Wer dies fachgerecht erledigen kann, ist als Autoverwerter tätig wie die eingangs erwähnte Autoverwertung Leipzig. Und was bedeutet der Gang zum Fahrzeugverwerter für den Besitzer? Vom Umweltbundesamt heißt es: „In der Regel ist dies (= die Verwertung) für den Letzthalter des Fahrzeugs unentgeltlich. In der Praxis kann der Letzthalter teilweise – je nach Fahrzeugzustand und Marktpreisen – sogar Geld erhalten.
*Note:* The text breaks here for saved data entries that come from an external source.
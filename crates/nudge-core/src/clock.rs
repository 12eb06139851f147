//! Injectable wall-clock capability.

use chrono::{DateTime, Utc};

/// Source of the current UTC time.
///
/// All time-relative computations (recency cutoff, activity buckets) read the
/// time through this trait so they stay deterministic under test.
pub trait Clock: Send + Sync {
    fn now(&self) -> DateTime<Utc>;
}

/// The system clock.
#[derive(Debug, Clone, Copy, Default)]
pub struct SystemClock;

impl Clock for SystemClock {
    fn now(&self) -> DateTime<Utc> {
        Utc::now()
    }
}

/// A clock frozen at a fixed instant.
#[derive(Debug, Clone, Copy)]
pub struct FixedClock(pub DateTime<Utc>);

impl Clock for FixedClock {
    fn now(&self) -> DateTime<Utc> {
        self.0
    }
}
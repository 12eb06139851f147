//! Integration tests for the HTTP feed fetchers using wiremock HTTP mocks.

use std::sync::Arc;
use std::time::Duration;

use nudge_feed::{parse_feed, FeedError, FeedFetcher, HttpFeedFetcher, RetryingFeedFetcher};
use tokio_util::sync::CancellationToken;
use wiremock::matchers::{header, method, path};
use wiremock::{Mock, MockServer, ResponseTemplate};

const FEED: &str = r#"<?xml version="1.0" encoding="UTF-8"?>
<rss version="2.0" xmlns:itunes="http://www.itunes.com/dtds/podcast-1.0.dtd">
  <channel>
    <title>Masters Strength Lab</title>
    <itunes:owner><itunes:email>lab@masters.fm</itunes:email></itunes:owner>
    <item><title>VO2 max training for masters athletes</title><pubDate>Fri, 20 Feb 2026 10:00:00 GMT</pubDate></item>
  </channel>
</rss>"#;

fn test_fetcher() -> HttpFeedFetcher {
    HttpFeedFetcher::new("Nudge-Podcast-Bot/1.0", 5).expect("client construction should not fail")
}

#[tokio::test]
async fn fetch_returns_body_and_sends_user_agent() {
    let server = MockServer::start().await;
    Mock::given(method("GET"))
        .and(path("/feed.xml"))
        .and(header("user-agent", "Nudge-Podcast-Bot/1.0"))
        .respond_with(ResponseTemplate::new(200).set_body_string(FEED))
        .expect(1)
        .mount(&server)
        .await;

    let url = format!("{}/feed.xml", server.uri());
    let body = test_fetcher()
        .fetch(&url, &CancellationToken::new())
        .await
        .expect("should fetch feed");

    let outcome = parse_feed(&body);
    let payload = outcome.payload().expect("feed should parse");
    assert_eq!(payload.contact_email.as_deref(), Some("lab@masters.fm"));
    assert_eq!(payload.episodes.len(), 1);
}

#[tokio::test]
async fn not_found_maps_to_status_error() {
    let server = MockServer::start().await;
    Mock::given(method("GET"))
        .and(path("/missing.xml"))
        .respond_with(ResponseTemplate::new(404))
        .mount(&server)
        .await;

    let url = format!("{}/missing.xml", server.uri());
    let err = test_fetcher()
        .fetch(&url, &CancellationToken::new())
        .await
        .unwrap_err();

    assert!(matches!(err, FeedError::Status { status: 404, .. }), "got {err:?}");
    assert_eq!(err.failure_reason(), "HTTP 404");
}

#[tokio::test]
async fn retrying_fetcher_recovers_from_transient_500() {
    let server = MockServer::start().await;
    Mock::given(method("GET"))
        .and(path("/flaky.xml"))
        .respond_with(ResponseTemplate::new(500))
        .up_to_n_times(1)
        .expect(1)
        .mount(&server)
        .await;
    Mock::given(method("GET"))
        .and(path("/flaky.xml"))
        .respond_with(ResponseTemplate::new(200).set_body_string(FEED))
        .expect(1)
        .mount(&server)
        .await;

    let fetcher = RetryingFeedFetcher::with_backoff(Arc::new(test_fetcher()), Duration::ZERO);
    let url = format!("{}/flaky.xml", server.uri());
    let body = fetcher
        .fetch(&url, &CancellationToken::new())
        .await
        .expect("second attempt should succeed");
    assert!(body.contains("Masters Strength Lab"));
}

#[tokio::test]
async fn retrying_fetcher_reports_last_status() {
    let server = MockServer::start().await;
    Mock::given(method("GET"))
        .and(path("/down.xml"))
        .respond_with(ResponseTemplate::new(500))
        .expect(2)
        .mount(&server)
        .await;

    let fetcher = RetryingFeedFetcher::with_backoff(Arc::new(test_fetcher()), Duration::ZERO);
    let url = format!("{}/down.xml", server.uri());
    let err = fetcher
        .fetch(&url, &CancellationToken::new())
        .await
        .unwrap_err();
    assert_eq!(err.failure_reason(), "HTTP 500");
}

#[tokio::test]
async fn cancellation_interrupts_slow_response() {
    let server = MockServer::start().await;
    Mock::given(method("GET"))
        .and(path("/slow.xml"))
        .respond_with(
            ResponseTemplate::new(200)
                .set_body_string(FEED)
                .set_delay(Duration::from_secs(3)),
        )
        .mount(&server)
        .await;

    let cancel = CancellationToken::new();
    let trigger = cancel.clone();
    tokio::spawn(async move {
        tokio::time::sleep(Duration::from_millis(50)).await;
        trigger.cancel();
    });

    let url = format!("{}/slow.xml", server.uri());
    let err = test_fetcher().fetch(&url, &cancel).await.unwrap_err();
    assert!(err.is_cancelled(), "got {err:?}");
}
use std::collections::HashMap;

use async_trait::async_trait;
use tokio_util::sync::CancellationToken;

use super::FeedFetcher;
use crate::error::FeedError;

/// Serves canned feed bodies keyed by URL.
#[derive(Debug, Clone, Default)]
pub struct InMemoryFeedFetcher {
    feeds: HashMap<String, String>,
}

impl InMemoryFeedFetcher {
    #[must_use]
    pub fn new() -> Self {
        Self::default()
    }

    /// Register `body` as the response for `feed_url`, replacing any earlier one.
    #[must_use]
    pub fn with_feed(mut self, feed_url: impl Into<String>, body: impl Into<String>) -> Self {
        self.feeds.insert(feed_url.into(), body.into());
        self
    }
}

impl<K, V> FromIterator<(K, V)> for InMemoryFeedFetcher
where
    K: Into<String>,
    V: Into<String>,
{
    fn from_iter<I: IntoIterator<Item = (K, V)>>(iter: I) -> Self {
        Self {
            feeds: iter
                .into_iter()
                .map(|(url, body)| (url.into(), body.into()))
                .collect(),
        }
    }
}

#[async_trait]
impl FeedFetcher for InMemoryFeedFetcher {
    async fn fetch(
        &self,
        feed_url: &str,
        cancel: &CancellationToken,
    ) -> Result<String, FeedError> {
        if cancel.is_cancelled() {
            return Err(FeedError::Cancelled);
        }
        self.feeds
            .get(feed_url)
            .cloned()
            .ok_or_else(|| FeedError::NotRegistered {
                url: feed_url.to_string(),
            })
    }
}
//! HTTP client for the Listen Notes podcast search API.
//!
//! One `GET {base}search?type=podcast&len=50&q=...` per run. Rate limits,
//! server errors and transport failures are retried once; any other
//! non-success status yields an empty result list.

use std::collections::HashSet;
use std::future::Future;
use std::time::Duration;

use async_trait::async_trait;
use nudge_core::Candidate;
use reqwest::header::RETRY_AFTER;
use reqwest::{Client, Response, StatusCode, Url};
use serde::Deserialize;
use tokio_util::sync::CancellationToken;

use crate::error::SearchError;
use crate::SearchClient;

const SEARCH_PATH: &str = "search";
const RESULT_PAGE_LEN: &str = "50";
const ID_PREFIX: &str = "listennotes:";
const DEFAULT_REACH: f64 = 0.5;
const DEFAULT_RETRY_DELAY: Duration = Duration::from_millis(200);

#[derive(Debug, Default, Deserialize)]
struct SearchResponse {
    #[serde(default)]
    results: Option<Vec<PodcastResult>>,
}

#[derive(Debug, Deserialize)]
struct PodcastResult {
    #[serde(default)]
    id: Option<String>,
    #[serde(default)]
    title_original: Option<String>,
    #[serde(default)]
    description_original: Option<String>,
    #[serde(default)]
    rss: Option<String>,
    /// Numeric when known; the API reports other shapes for unranked shows.
    #[serde(default)]
    listen_score: Option<serde_json::Value>,
    #[serde(default)]
    language: Option<String>,
}

/// Client for the Listen Notes search endpoint.
///
/// Use [`ListenNotesSearchClient::new`] with the configured base URL; tests
/// point it at a wiremock server and shorten the retry delay with
/// [`ListenNotesSearchClient::with_retry_delay`].
pub struct ListenNotesSearchClient {
    client: Client,
    api_key: Option<String>,
    base_url: Url,
    retry_delay: Duration,
}

impl ListenNotesSearchClient {
    /// # Errors
    ///
    /// Returns [`SearchError::Http`] if the underlying `reqwest::Client`
    /// cannot be constructed, or [`SearchError::InvalidBaseUrl`] if
    /// `base_url` is not a valid URL.
    pub fn new(
        api_key: Option<&str>,
        base_url: &str,
        user_agent: &str,
        timeout_secs: u64,
    ) -> Result<Self, SearchError> {
        let client = Client::builder()
            .timeout(Duration::from_secs(timeout_secs))
            .connect_timeout(Duration::from_secs(10))
            .user_agent(user_agent)
            .build()?;

        // A trailing slash keeps `join` appending to the path instead of
        // replacing its last segment.
        let normalised = format!("{}/", base_url.trim_end_matches('/'));
        let base_url = Url::parse(&normalised).map_err(|e| SearchError::InvalidBaseUrl {
            url: base_url.to_string(),
            reason: e.to_string(),
        })?;

        Ok(Self {
            client,
            api_key: api_key
                .map(str::trim)
                .filter(|k| !k.is_empty())
                .map(str::to_owned),
            base_url,
            retry_delay: DEFAULT_RETRY_DELAY,
        })
    }

    #[must_use]
    pub fn with_retry_delay(mut self, retry_delay: Duration) -> Self {
        self.retry_delay = retry_delay;
        self
    }

    pub(crate) fn search_url(&self, keywords: &[String]) -> Result<Url, SearchError> {
        let query = keywords
            .iter()
            .map(|k| k.trim())
            .filter(|k| !k.is_empty())
            .collect::<Vec<_>>()
            .join(" ");

        let mut url = self
            .base_url
            .join(SEARCH_PATH)
            .map_err(|e| SearchError::InvalidBaseUrl {
                url: self.base_url.to_string(),
                reason: e.to_string(),
            })?;
        url.query_pairs_mut()
            .append_pair("type", "podcast")
            .append_pair("len", RESULT_PAGE_LEN)
            .append_pair("q", &query);
        Ok(url)
    }

    async fn send(&self, url: &Url) -> Result<Response, reqwest::Error> {
        let mut request = self.client.get(url.clone());
        if let Some(key) = &self.api_key {
            request = request.header("X-ListenAPI-Key", key);
        }
        request.send().await
    }

    /// Delay before the single retry: `Retry-After` seconds on a 429 when
    /// present and positive, otherwise the fixed retry delay.
    fn retry_delay_for(&self, response: Option<&Response>) -> Duration {
        response
            .filter(|r| r.status() == StatusCode::TOO_MANY_REQUESTS)
            .and_then(|r| r.headers().get(RETRY_AFTER))
            .and_then(|v| v.to_str().ok())
            .and_then(|v| v.trim().parse::<u64>().ok())
            .filter(|secs| *secs > 0)
            .map_or(self.retry_delay, Duration::from_secs)
    }
}

fn is_transient_status(status: StatusCode) -> bool {
    status == StatusCode::TOO_MANY_REQUESTS || status.is_server_error()
}

async fn cancellable<F: Future>(cancel: &CancellationToken, fut: F) -> Result<F::Output, SearchError> {
    tokio::select! {
        () = cancel.cancelled() => Err(SearchError::Cancelled),
        output = fut => Ok(output),
    }
}

fn normalize_reach(listen_score: Option<&serde_json::Value>) -> f64 {
    listen_score
        .and_then(serde_json::Value::as_f64)
        .map_or(DEFAULT_REACH, |score| (score / 100.0).clamp(0.0, 1.0))
}

fn map_results(payload: SearchResponse) -> Vec<Candidate> {
    let mut seen: HashSet<String> = HashSet::new();
    payload
        .results
        .unwrap_or_default()
        .into_iter()
        .filter_map(|r| {
            let id = r.id.filter(|id| !id.trim().is_empty())?;
            let rss = r.rss.filter(|rss| !rss.trim().is_empty())?;
            if !seen.insert(id.clone()) {
                return None;
            }
            Some(Candidate {
                id: format!("{ID_PREFIX}{id}"),
                name: r.title_original.unwrap_or_default(),
                description: r.description_original.unwrap_or_default(),
                language: r.language.filter(|l| !l.trim().is_empty()),
                feed_url: rss,
                estimated_reach: normalize_reach(r.listen_score.as_ref()),
            })
        })
        .collect()
}

#[async_trait]
impl SearchClient for ListenNotesSearchClient {
    async fn search(
        &self,
        keywords: &[String],
        published_after_days: u32,
        cancel: &CancellationToken,
    ) -> Result<Vec<Candidate>, SearchError> {
        let url = self.search_url(keywords)?;
        tracing::debug!(%url, published_after_days, "searching Listen Notes");

        let mut attempt = 0u32;
        loop {
            attempt += 1;
            let last_attempt = attempt >= 2;

            let response = match cancellable(cancel, self.send(&url)).await? {
                Ok(response) => response,
                Err(e) if !last_attempt => {
                    tracing::warn!(attempt, error = %e, "Listen Notes transport error, retrying");
                    let delay = self.retry_delay_for(None);
                    cancellable(cancel, tokio::time::sleep(delay)).await?;
                    continue;
                }
                Err(e) => return Err(SearchError::Http(e)),
            };

            let status = response.status();
            if status.is_success() {
                let body = cancellable(cancel, response.text()).await??;
                let payload: SearchResponse =
                    serde_json::from_str(&body).map_err(|source| SearchError::Deserialize {
                        context: "Listen Notes search response".to_string(),
                        source,
                    })?;
                let candidates = map_results(payload);
                tracing::debug!(count = candidates.len(), "Listen Notes search complete");
                return Ok(candidates);
            }

            if !last_attempt && is_transient_status(status) {
                let delay = self.retry_delay_for(Some(&response));
                tracing::warn!(
                    attempt,
                    status = status.as_u16(),
                    delay_ms = u64::try_from(delay.as_millis()).unwrap_or(u64::MAX),
                    "Listen Notes transient status, retrying"
                );
                cancellable(cancel, tokio::time::sleep(delay)).await?;
                continue;
            }

            tracing::warn!(status = status.as_u16(), "Listen Notes search returned no usable results");
            return Ok(Vec::new());
        }
    }
}
#[derive(Clone)]
pub struct AppConfig {
    pub podcast_api_key: Option<String>,
    pub podcast_api_base_url: String,
    pub published_after_days: u32,
    /// `NUDGE_USE_MOCK` when set; `None` lets the CLI flag decide.
    pub use_mock: Option<bool>,
    pub log_level: String,
    pub request_timeout_secs: u64,
    pub user_agent: String,
    pub feed_retry_backoff_ms: u64,
    pub display_episode_count: usize,
}

impl std::fmt::Debug for AppConfig {
    fn fmt(&self, f: &mut std::fmt::Formatter<'_>) -> std::fmt::Result {
        f.debug_struct("AppConfig")
            .field(
                "podcast_api_key",
                &self.podcast_api_key.as_ref().map(|_| "[redacted]"),
            )
            .field("podcast_api_base_url", &self.podcast_api_base_url)
            .field("published_after_days", &self.published_after_days)
            .field("use_mock", &self.use_mock)
            .field("log_level", &self.log_level)
            .field("request_timeout_secs", &self.request_timeout_secs)
            .field("user_agent", &self.user_agent)
            .field("feed_retry_backoff_ms", &self.feed_retry_backoff_ms)
            .field("display_episode_count", &self.display_episode_count)
            .finish()
    }
}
Gehört der Demontagebetrieb, die Annahme- oder Rücknahmestelle zum Rücknahmetz des Fahrzeugherstellers Ihres Fahrzeugs, haben Sie sogar einen Anspruch auf eine unentgeltliche Annahme des Altfahrzeugs. Vorausgesetzt, das Fahrzeug enthält noch die wertstoffhaltigen Bauteile wie Motor, Katalysator etc.“

Die fachmännische Demontage funktioniert so:

  • Zunächst wird das Fahrzeug von allen Flüssigkeiten befreit. Die Teile, die weiterverwendet werden können, werden entfernt und ggf. vor einem Wiedereinsatz geprüft. Die Starterbatterie, Reifen und der Katalysator sind typische Bauteile, die – je nach Fahrzeug – wiederverwendet werden können.
  • Ist das Fahrzeug quasi entkernt, wird der Rest des Wagens geschreddert. Eisen, Stahl und Buntmetall werden bei diesem Arbeitsgang gewonnen. Etwa 97 Prozent des Metallanteils eines Fahrzeugs kann weiterverarbeitet werden. In aller Regel wird dieser Batzen an Metallhütten veräußert. Der dabei anfallende Abfall ist ein Mix aus Metall, Glas, Gummi und Kunststoff, der beim Bau von Deponien wieder verwendet werden kann.

Der gesamte Prozess der Überlassung, Rücknahme und umweltverträglichen Entsorgung von Altfahrzeugen ist in dieser Gesetzesschrift juristisch verankert.

Abbildung 2: Nach dem Ausschlachten des Fahrzeugs geht es in die Schrottpresse.

Darauf sollten Verbraucher bei der Demontage achten

Während der Zeit, in der das Fahrzeug problemlos lief, war der Weg zur Werkstatt für viele auch eine Vertrauensfrage. Nur wer das Vertrauen des Fahrzeugbesitzers genießt, wurde zum Schrauben an das Fahrzeug gelassen. Da die Demontage bzw. Wiederverwertung eines Fahrzeugs weit seltener vorkommt als eine schlichte Reparatur, wird es nun mit der Vertrauensfrage durchaus schwierig. Verbraucherschützer raten dazu, einen Verwertungsnachweis anzufragen. Dies ist mitunter auch wichtig, um das Fahrzeug abmelden zu können.

Bevor der Weg zum Autoverwerter führt, sollte sich der Besitzer überlegen, ob es zwingend eine Autoverwertung sein muss, oder ob eine (erschwingliche) Reparatur das Fahrzeug wieder flott machen könnte. Per Definition unterscheidet sich ein Gebrauchtwagen vom Schrottfahrzeug in dem Detail, dass der Gebrauchte als sofort funktionsfähig gilt bzw. nach geringfügigen Reparaturen wieder betriebsbereit gemacht werden kann. Vor allem Achse und Motor dürfen beim Gebrauchten nicht beschädigt sein.

Das Schrottauto definiert sich nicht etwa übers Alter, sondern über den Zustand. Auch wenn ein Auto nur wenige Jahre alt ist, kann er nach einem heftigen Unfall zum Totalschaden werden. Dabei unterscheidet man zwischen einem faktischen Totalschaden, bei dem die Wiederherstellung des Fahrzeugs ausgeschlossen ist, und einem wirtschaftlichen Totalschaden, bei dem die Herstellung des Fahrzeugs nicht mehr im wirtschaftlichen Ermessen liegen kann.